By Ed Nathanson
As someone who has been in the recruiting business for over 20 years now, I can’t even attempt to list all of the different “must have” tools over the years (and a lot of them turns out were far from “must have”). As a business function, we are always looking to gain an edge, be it in sourcing, screening, attraction, applicant tracking systems or whatever can make us “better” at our jobs. I like to think I am an early adopter of things, and literally will experiment with anything if it will make me and my teams more effective. However – the one tool that I was most definitely against out of the gate were personality assessments. “OK – let’s have a screening tool that will make it even harder to fill jobs” was my mantra. I envisioned scenarios where I find that perfect skill match, have the candidate take the survey and then have it all blow up in the end because the candidate wasn’t “insert behavior desired” here. My thinking went beyond that to the actual credibility of the tests themselves – thinking they were more “Jedi -mind trick” BS than actually anything of substance. I dug my heels in on this one for years, and took joy in taunting the sales folks from these companies who called on me. Then everything changed – even for this stubborn dude.
I had taken a new role as a Sr.

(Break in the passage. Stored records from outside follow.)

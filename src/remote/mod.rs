//! Remote collection contract.
//!
//! The server exposes each entity kind as a flat REST collection with four
//! per-item operations. There is no bulk write and no transaction, so the
//! board persists a reorder as one `update` per changed item.

pub mod auth;
pub mod http;
pub mod memory;

use crate::types::{ItemId, NewProject, NewSubtask, NewTodo, Project, Subtask, Todo};
use async_trait::async_trait;
use serde::Serialize;
use serde::de::DeserializeOwned;
use thiserror::Error;

pub use auth::{AuthClient, Registration};
pub use http::HttpCollection;
pub use memory::InMemoryCollection;

/// Failure of a single remote call.
#[derive(Debug, Clone, PartialEq, Eq, Error)]
pub enum RemoteError {
    /// The server could not be reached or the connection broke.
    #[error("Error: {message}")]
    Transport { message: String },

    /// The server answered with a non-success status.
    #[error("Server returned code {status}, error message is: {detail}")]
    Rejected { status: u16, detail: String },

    /// The server answered successfully but the body did not parse.
    #[error("Could not decode server response: {message}")]
    Decode { message: String },
}

impl RemoteError {
    pub fn transport(message: impl Into<String>) -> Self {
        Self::Transport {
            message: message.into(),
        }
    }

    pub fn rejected(status: u16, detail: impl Into<String>) -> Self {
        Self::Rejected {
            status,
            detail: detail.into(),
        }
    }

    pub fn decode(message: impl Into<String>) -> Self {
        Self::Decode {
            message: message.into(),
        }
    }
}

pub type RemoteResult<T> = std::result::Result<T, RemoteError>;

/// An entity kind stored in a remote collection.
pub trait Entity: Clone + Serialize + DeserializeOwned + Send + Sync + 'static {
    /// The entity before the server has assigned it an identity.
    type Draft: Clone + Serialize + Send + Sync + 'static;

    /// Collection path segment under `/api/`.
    const RESOURCE: &'static str;

    fn id(&self) -> ItemId;

    /// Build the stored entity once an identity has been assigned.
    fn from_draft(id: ItemId, draft: Self::Draft) -> Self;
}

impl Entity for Todo {
    type Draft = NewTodo;
    const RESOURCE: &'static str = "todos";

    fn id(&self) -> ItemId {
        self.id
    }

    fn from_draft(id: ItemId, draft: NewTodo) -> Self {
        draft.into_todo(id)
    }
}

impl Entity for Project {
    type Draft = NewProject;
    const RESOURCE: &'static str = "projects";

    fn id(&self) -> ItemId {
        self.id
    }

    fn from_draft(id: ItemId, draft: NewProject) -> Self {
        Project {
            id,
            name: draft.name,
            extra: draft.extra,
        }
    }
}

impl Entity for Subtask {
    type Draft = NewSubtask;
    const RESOURCE: &'static str = "subtasks";

    fn id(&self) -> ItemId {
        self.id
    }

    fn from_draft(id: ItemId, draft: NewSubtask) -> Self {
        Subtask {
            id,
            title: draft.title,
            extra: draft.extra,
        }
    }
}

/// Per-item access to one remote collection.
///
/// Every call may fail independently. Implementations must tolerate
/// concurrent calls on a shared reference.
#[async_trait]
pub trait RemoteCollection<E: Entity>: Send + Sync {
    /// Fetch every row. The result may contain duplicate identities.
    async fn list(&self) -> RemoteResult<Vec<E>>;

    /// Create a row; the returned entity carries the assigned identity.
    async fn create(&self, draft: &E::Draft) -> RemoteResult<E>;

    /// Overwrite the row with the given identity. Resending the same item is harmless.
    async fn update(&self, id: ItemId, item: &E) -> RemoteResult<E>;

    async fn delete(&self, id: ItemId) -> RemoteResult<()>;
}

Talent Acquisition Manager at an international company that had been using the PI Behavioral Assessment for 30 years. I was excited about the role, the team I would be leading and the challenge of what was ahead. What I did not know in the interviewing process was just how deeply committed this company was to PI and how effective the Behavioral Assessment had been for them. From my point of view coming in, if this had been communicated to me in the interview process I very well might have turned down the role because of it. However, here I was two weeks into my new gig and the conversation happened. “We need you to take the course on PI.” I responded incredulously to my manager and said “I don’t believe in that crap – just let me do my job” and the response was very much akin to “If you like your job, you will take the course.” Consider me taking the course. Going in with the major skepticism I had, it was amazing how I left the course. This stuff was amazing and incredibly valuable. I began to understand that the PI Behavioral Assessment can have a major impact on building well-functioning teams from a hiring perspective, but my thoughts immediately went to a point that goes way beyond candidate assessment – team effectiveness and communication.
Most companies use tools like PI’s Behavioral Assessment strictly for assessing potential hires, and there is most definitely a lot of value there. However, there is so much more that those assessment tools can be used for. Wouldn’t it be awesome if we knew what motivated our team members and how they respond to certain environments or conditions? As a manager, wouldn’t it be cool if you knew how best to motivate and communicate with your team? As an employee, would it not be epic to have your manager and team members “get” you? We all know the answer to all these questions is an emphatic “hell yes” but most companies don’t use the tool this way. One of the things I have done in my experiences with the PI Behavioral Assessment is to have “team workshops” – where we get together as a team, discuss our individual PI behavioral patterns and then use the coolest new tool in the PI utility belt – the “group analytics report.” There, in all its glory, is the team mapped out from a motivator point of view – and it often gives the teams some serious “a-ha” moments that truly help build bridges to better team dynamics. Ever wonder why your buddy is “slow” with email responses? Or why your manager communicates the way he/she does? It’s all there – and then some. Not only can this tool show the team dynamics in a tangible way, but as the folks at PI often say “if you know what motivates you, and what motivates others, you can value the differences” and good things are most likely to result.
Gone are the days of dismissing behavioral assessment tools for this dude. Yes – using them for candidate assessment is great, but there is so much value there beyond just the hiring aspects. No workplace will ever be perfect, but understanding why people behave the way they do can go a long way to making it better – and more productive. Take it from one of the biggest haters there was.